At the current time, no definitive decision has been taken regarding the conversion of the final stretch of line between Santa Eulalia del Campo and Ojos Negros into a rail trail.

In 2017, the Valencian Regional Government announced plans to connect the Ojos Negros Greenway to the city of Valencia via the extension of the Vía Churra Greenway, which runs from the Valencian capital, to the city of Sagunto and the village of Albalat dels Tarongers The extension project is expected to be finalised in 2020–2021.

== Geography ==
The original railway started in the village of Ojos Negros, in the comarca of Jiloca, at which point it turned southeast, crossing the River Jiloca valley to the provincial capital of Teruel, and then over the Escandón Pass and through the Sierra de Javalambre mountain range to the Valencian Community.
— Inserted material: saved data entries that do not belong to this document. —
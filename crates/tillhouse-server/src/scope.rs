// crates/tillhouse-server/src/scope.rs
// ============================================================================
// Module: Request Scope
// Description: Per-request principal and database resolution middleware.
// Purpose: Bind each request to the master registry or one tenant handle.
// Dependencies: axum, tillhouse-core, tillhouse-store-sqlite, tillhouse-tenancy
// ============================================================================

//! ## Overview
//! [`tenant_scope`] resolves the caller, then attaches a [`RequestScope`] to
//! the request. Platform principals are routed to the master registry and
//! never touch a tenant file. Tenant principals get a freshly opened (and
//! migrated) handle to their own file.
//!
//! The tenant handle is closed exactly once: explicitly after the handler has
//! produced its response (success or error), or by `Drop` when the request
//! future is cancelled before that point, for example on client disconnect.

// ============================================================================
// SECTION: Imports
// ============================================================================

use std::sync::Arc;
use std::time::Instant;

use axum::extract::Request;
use axum::extract::State;
use axum::http::header::AUTHORIZATION;
use axum::middleware::Next;
use axum::response::IntoResponse;
use axum::response::Response;
use tillhouse_core::Principal;
use tillhouse_core::Role;
use tillhouse_store_sqlite::DatabaseHandle;
use tillhouse_store_sqlite::MasterRegistry;
use tillhouse_store_sqlite::SqliteConnection;
use tillhouse_tenancy::RequestAuditEvent;
use tillhouse_tenancy::RequestAuditEventParams;
use tillhouse_tenancy::TenancyError;

use crate::error::ApiError;
use crate::state::AppState;

// ============================================================================
// SECTION: Types
// ============================================================================

/// Tenant handle owned by one request.
///
/// Clones share the handle; the physical connection is released by
/// [`ScopedHandle::close`] or when the last clone is dropped.
#[derive(Clone)]
pub struct ScopedHandle {
    /// Shared tenant connection.
    connection: Arc<SqliteConnection>,
}

impl ScopedHandle {
    /// Wraps a freshly opened tenant connection.
    #[must_use]
    pub fn new(connection: SqliteConnection) -> Self {
        Self {
            connection: Arc::new(connection),
        }
    }

    /// Returns the tenant connection.
    #[must_use]
    pub fn connection(&self) -> &SqliteConnection {
        &self.connection
    }

    /// Releases the handle. Idempotent.
    pub async fn close(&self) {
        self.connection.close().await;
    }
}

/// Database bound to a request.
#[derive(Clone)]
pub enum RequestDatabase {
    /// Platform principals use the master registry.
    Master(Arc<MasterRegistry>),
    /// Tenant principals use their own tenant file.
    Tenant(ScopedHandle),
}

impl RequestDatabase {
    /// Returns the four-operation handle for this request.
    #[must_use]
    pub fn handle(&self) -> &dyn DatabaseHandle {
        match self {
            Self::Master(registry) => &**registry,
            Self::Tenant(scoped) => scoped.connection(),
        }
    }

    /// Returns the tenant connection, if any.
    #[must_use]
    pub fn tenant(&self) -> Option<&SqliteConnection> {
        match self {
            Self::Master(_) => None,
            Self::Tenant(scoped) => Some(scoped.connection()),
        }
    }

    /// Closes a tenant handle; the master registry stays open.
    async fn release(&self) {
        if let Self::Tenant(scoped) = self {
            scoped.close().await;
        }
    }
}

/// Request extension carrying the caller and their database.
#[derive(Clone)]
pub struct RequestScope {
    /// Authenticated caller.
    pub principal: Principal,
    /// Database bound to the caller.
    pub database: RequestDatabase,
}

impl RequestScope {
    /// Fails with 403 unless the caller is a platform principal.
    ///
    /// # Errors
    ///
    /// Returns [`ApiError::Forbidden`] for tenant principals.
    pub fn require_platform(&self) -> Result<&Principal, ApiError> {
        match self.database {
            RequestDatabase::Master(_) => Ok(&self.principal),
            RequestDatabase::Tenant(_) => {
                Err(ApiError::Forbidden("platform role required".to_string()))
            }
        }
    }

    /// Returns the tenant connection when the caller holds one of `roles`.
    ///
    /// # Errors
    ///
    /// Returns [`ApiError::Forbidden`] for platform principals or other roles.
    pub fn require_tenant(&self, roles: &[Role]) -> Result<&SqliteConnection, ApiError> {
        let connection = self
            .database
            .tenant()
            .ok_or_else(|| ApiError::Forbidden("tenant role required".to_string()))?;
        if !roles.contains(&self.principal.role) {
            return Err(ApiError::Forbidden(format!(
                "role {} may not perform this action",
                self.principal.role
            )));
        }
        Ok(connection)
    }
}

/// Tenant roles allowed to read tenant data.
pub const ANY_TENANT_ROLE: &[Role] = &[Role::Owner, Role::Manager, Role::Cashier];
/// Tenant roles allowed to change settings and purchasing.
pub const TENANT_MANAGERS: &[Role] = &[Role::Owner, Role::Manager];

// ============================================================================
// SECTION: Resolution
// ============================================================================

/// Resolves the database for a principal.
///
/// # Errors
///
/// Returns [`TenancyError::TenantRequired`] for tenant roles without a code,
/// or the open failure (`NotFound` for a pending or deleted tenant).
pub async fn resolve_database(
    state: &AppState,
    principal: &Principal,
) -> Result<RequestDatabase, TenancyError> {
    if principal.role.is_platform() {
        return Ok(RequestDatabase::Master(Arc::clone(state.registry())));
    }
    let code = principal.tenant_code.as_ref().ok_or(TenancyError::TenantRequired)?;
    let connection = state.factory().open(code).await?;
    Ok(RequestDatabase::Tenant(ScopedHandle::new(connection)))
}

// ============================================================================
// SECTION: Middleware
// ============================================================================

/// Attaches a [`RequestScope`] and closes the tenant handle after the response.
pub async fn tenant_scope(State(state): State<AppState>, mut request: Request, next: Next) -> Response {
    let authorization = request.headers().get(AUTHORIZATION).and_then(|value| value.to_str().ok());
    let principal = match state.resolver().resolve(authorization) {
        Ok(principal) => principal,
        Err(err) => return ApiError::from(err).into_response(),
    };
    let database = match resolve_database(&state, &principal).await {
        Ok(database) => database,
        Err(err) => {
            let mut response = ApiError::from(err).into_response();
            response.extensions_mut().insert(principal);
            return response;
        }
    };
    request.extensions_mut().insert(RequestScope {
        principal: principal.clone(),
        database: database.clone(),
    });
    let mut response = next.run(request).await;
    database.release().await;
    response.extensions_mut().insert(principal);
    response
}

/// Emits one request audit event per response.
pub async fn audit_requests(State(state): State<AppState>, request: Request, next: Next) -> Response {
    let method = request.method().to_string();
    let path = request.uri().path().to_string();
    let started = Instant::now();
    let response = next.run(request).await;
    let latency_ms = u64::try_from(started.elapsed().as_millis()).unwrap_or(u64::MAX);
    state.audit().record_request(&RequestAuditEvent::new(RequestAuditEventParams {
        method,
        path,
        status: response.status().as_u16(),
        principal: response.extensions().get::<Principal>().cloned(),
        latency_ms,
    }));
    response
}
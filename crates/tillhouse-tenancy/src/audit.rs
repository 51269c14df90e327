// crates/tillhouse-tenancy/src/audit.rs
// ============================================================================
// Module: Tenancy Audit Logging
// Description: Structured audit events for lifecycle, migration, and requests.
// Purpose: Emit JSON-line audit records without hard logging dependencies.
// Dependencies: serde, serde_json, tillhouse-core, tillhouse-store-sqlite
// ============================================================================

//! ## Overview
//! Every lifecycle action, every tenant file upgrade, and every HTTP request
//! produces one event. Sinks write them as JSON lines to stderr or to an
//! append-only file; write failures are ignored so auditing never fails the
//! operation being audited. Events never carry passwords or hashes.

// ============================================================================
// SECTION: Imports
// ============================================================================

use std::fs::OpenOptions;
use std::io;
use std::io::Write;
use std::path::Path;
use std::sync::Arc;
use std::sync::Mutex;

use serde::Serialize;
use tillhouse_core::Principal;
use tillhouse_core::Role;
use tillhouse_core::TenantCode;
use tillhouse_core::unix_millis;
use tillhouse_store_sqlite::MigrationObserver;
use tillhouse_store_sqlite::MigrationReport;

// ============================================================================
// SECTION: Types
// ============================================================================

/// Lifecycle action label.
#[derive(Debug, Clone, Copy, PartialEq, Eq, Serialize)]
#[serde(rename_all = "snake_case")]
pub enum LifecycleAction {
    /// Immediate provisioning.
    Provision,
    /// Deferred tenant request.
    Request,
    /// Approval of a pending tenant.
    Approve,
    /// Rejection of a pending tenant.
    Reject,
    /// Owner credential rotation.
    RotateCredentials,
    /// Status toggle.
    SetStatus,
    /// Validity change.
    SetValidity,
    /// Tenant deletion.
    Delete,
    /// Owner login attempt.
    Login,
    /// Super-admin bootstrap.
    Bootstrap,
}

/// Lifecycle audit event payload.
#[derive(Debug, Clone, Serialize)]
pub struct LifecycleAuditEvent {
    /// Event identifier.
    pub event: &'static str,
    /// Event timestamp (milliseconds since epoch).
    pub timestamp_ms: i64,
    /// Action performed.
    pub action: LifecycleAction,
    /// Tenant code when known.
    pub tenant_code: Option<TenantCode>,
    /// Acting subject when known.
    pub actor: Option<String>,
    /// Acting role when known.
    pub actor_role: Option<Role>,
    /// `ok` or an error kind label.
    pub outcome: &'static str,
    /// Optional detail.
    pub detail: Option<String>,
}

impl LifecycleAuditEvent {
    /// Creates an event with a consistent timestamp.
    #[must_use]
    pub fn new(
        action: LifecycleAction,
        tenant_code: Option<&TenantCode>,
        actor: Option<&Principal>,
        outcome: &'static str,
        detail: Option<String>,
    ) -> Self {
        Self {
            event: "tenant_lifecycle",
            timestamp_ms: unix_millis(),
            action,
            tenant_code: tenant_code.cloned(),
            actor: actor.map(|principal| principal.subject.clone()),
            actor_role: actor.map(|principal| principal.role),
            outcome,
            detail,
        }
    }
}

/// Schema migration audit event payload.
#[derive(Debug, Clone, Serialize)]
pub struct MigrationAuditEvent {
    /// Event identifier.
    pub event: &'static str,
    /// Event timestamp (milliseconds since epoch).
    pub timestamp_ms: i64,
    /// Upgraded tenant.
    pub tenant_code: TenantCode,
    /// Tables created.
    pub tables_created: Vec<String>,
    /// Columns added.
    pub columns_added: Vec<String>,
    /// Version stamped.
    pub schema_version: i64,
}

impl MigrationAuditEvent {
    /// Creates an event from a migration report.
    #[must_use]
    pub fn new(tenant_code: &TenantCode, report: &MigrationReport) -> Self {
        Self {
            event: "schema_migration",
            timestamp_ms: unix_millis(),
            tenant_code: tenant_code.clone(),
            tables_created: report.tables_created.clone(),
            columns_added: report.columns_added.clone(),
            schema_version: report.schema_version,
        }
    }
}

/// HTTP request audit event payload.
#[derive(Debug, Clone, Serialize)]
pub struct RequestAuditEvent {
    /// Event identifier.
    pub event: &'static str,
    /// Event timestamp (milliseconds since epoch).
    pub timestamp_ms: i64,
    /// HTTP method.
    pub method: String,
    /// Request path.
    pub path: String,
    /// Response status code.
    pub status: u16,
    /// Caller subject when resolved.
    pub subject: Option<String>,
    /// Caller role when resolved.
    pub role: Option<Role>,
    /// Tenant code when tenant-scoped.
    pub tenant_code: Option<TenantCode>,
    /// Handling latency in milliseconds.
    pub latency_ms: u64,
}

/// Inputs required to construct a request audit event.
pub struct RequestAuditEventParams {
    /// HTTP method.
    pub method: String,
    /// Request path.
    pub path: String,
    /// Response status code.
    pub status: u16,
    /// Resolved principal, if any.
    pub principal: Option<Principal>,
    /// Handling latency in milliseconds.
    pub latency_ms: u64,
}

impl RequestAuditEvent {
    /// Creates an event with a consistent timestamp.
    #[must_use]
    pub fn new(params: RequestAuditEventParams) -> Self {
        let (subject, role, tenant_code) = match params.principal {
            Some(principal) => (Some(principal.subject), Some(principal.role), principal.tenant_code),
            None => (None, None, None),
        };
        Self {
            event: "request",
            timestamp_ms: unix_millis(),
            method: params.method,
            path: params.path,
            status: params.status,
            subject,
            role,
            tenant_code,
            latency_ms: params.latency_ms,
        }
    }
}

// ============================================================================
// SECTION: Trait
// ============================================================================

/// Audit sink for tenancy events.
pub trait AuditSink: Send + Sync {
    /// Record a lifecycle event.
    fn record_lifecycle(&self, event: &LifecycleAuditEvent);

    /// Record a schema migration event.
    fn record_migration(&self, _event: &MigrationAuditEvent) {}

    /// Record a request event.
    fn record_request(&self, _event: &RequestAuditEvent) {}
}

/// Audit sink that logs JSON lines to stderr.
pub struct StderrAuditSink;

impl StderrAuditSink {
    /// Writes one serialized event.
    fn emit(event: &impl Serialize) {
        if let Ok(payload) = serde_json::to_string(event) {
            let _ = writeln!(std::io::stderr(), "{payload}");
        }
    }
}

impl AuditSink for StderrAuditSink {
    fn record_lifecycle(&self, event: &LifecycleAuditEvent) {
        Self::emit(event);
    }

    fn record_migration(&self, event: &MigrationAuditEvent) {
        Self::emit(event);
    }

    fn record_request(&self, event: &RequestAuditEvent) {
        Self::emit(event);
    }
}

/// Audit sink that logs JSON lines to a file.
pub struct FileAuditSink {
    /// File handle used for append-only logging.
    file: Mutex<std::fs::File>,
}

impl FileAuditSink {
    /// Opens the audit log file in append mode.
    ///
    /// # Errors
    ///
    /// Returns an error if the file cannot be opened.
    pub fn new(path: &Path) -> io::Result<Self> {
        let file = OpenOptions::new().create(true).append(true).open(path)?;
        Ok(Self {
            file: Mutex::new(file),
        })
    }

    /// Appends one serialized event and flushes.
    fn emit(&self, event: &impl Serialize) {
        if let Ok(payload) = serde_json::to_string(event)
            && let Ok(mut file) = self.file.lock()
        {
            let _ = writeln!(file, "{payload}");
            let _ = file.flush();
        }
    }
}

impl AuditSink for FileAuditSink {
    fn record_lifecycle(&self, event: &LifecycleAuditEvent) {
        self.emit(event);
    }

    fn record_migration(&self, event: &MigrationAuditEvent) {
        self.emit(event);
    }

    fn record_request(&self, event: &RequestAuditEvent) {
        self.emit(event);
    }
}

/// No-op audit sink.
pub struct NoopAuditSink;

impl AuditSink for NoopAuditSink {
    fn record_lifecycle(&self, _event: &LifecycleAuditEvent) {}
}

// ============================================================================
// SECTION: Migration Bridge
// ============================================================================

/// Forwards tenant file upgrades from the factory to an audit sink.
pub struct MigrationAudit {
    /// Destination sink.
    sink: Arc<dyn AuditSink>,
}

impl MigrationAudit {
    /// Wraps `sink`.
    #[must_use]
    pub fn new(sink: Arc<dyn AuditSink>) -> Self {
        Self { sink }
    }
}

impl MigrationObserver for MigrationAudit {
    fn migrated(&self, tenant_code: &TenantCode, report: &MigrationReport) {
        self.sink.record_migration(&MigrationAuditEvent::new(tenant_code, report));
    }
}

#[cfg(test)]
mod tests {
    #![allow(clippy::unwrap_used, clippy::expect_used, reason = "Test-only assertions are permitted.")]

    use tempfile::TempDir;
    use tillhouse_core::Principal;
    use tillhouse_core::Role;
    use tillhouse_core::TenantCode;

    use super::AuditSink;
    use super::FileAuditSink;
    use super::LifecycleAction;
    use super::LifecycleAuditEvent;
    use super::RequestAuditEvent;
    use super::RequestAuditEventParams;

    #[test]
    fn file_sink_appends_json_lines() {
        let temp = TempDir::new().unwrap();
        let path = temp.path().join("audit.log");
        let sink = FileAuditSink::new(&path).unwrap();
        let actor = Principal::platform("root", Role::SuperAdmin);
        let code = TenantCode::parse("cafe_1").unwrap();
        sink.record_lifecycle(&LifecycleAuditEvent::new(
            LifecycleAction::Provision,
            Some(&code),
            Some(&actor),
            "ok",
            None,
        ));
        sink.record_request(&RequestAuditEvent::new(RequestAuditEventParams {
            method: "GET".to_string(),
            path: "/health".to_string(),
            status: 200,
            principal: None,
            latency_ms: 1,
        }));
        let contents = std::fs::read_to_string(&path).unwrap();
        let lines: Vec<serde_json::Value> =
            contents.lines().map(|line| serde_json::from_str(line).unwrap()).collect();
        assert_eq!(lines.len(), 2);
        assert_eq!(lines[0]["event"], "tenant_lifecycle");
        assert_eq!(lines[0]["action"], "provision");
        assert_eq!(lines[0]["actor_role"], "super_admin");
        assert_eq!(lines[0]["tenant_code"], "cafe_1");
        assert_eq!(lines[1]["event"], "request");
        assert_eq!(lines[1]["status"], 200);
    }
}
Following the Barracas moorlands, the line entered the Sierra Calderona mountain range and commenced a descent of almost 1000 metres to Sagunto, on the Mediterranean coast.

== Route ==
The route of the Ojos Negros rail trail does not follow the former railway in its entirety, mainly as a result of the construction of different buildings and road infrastructure since the closure of the original line. This is especially so in the areas where the former railway coincides with the A-23 motorway in Aragon.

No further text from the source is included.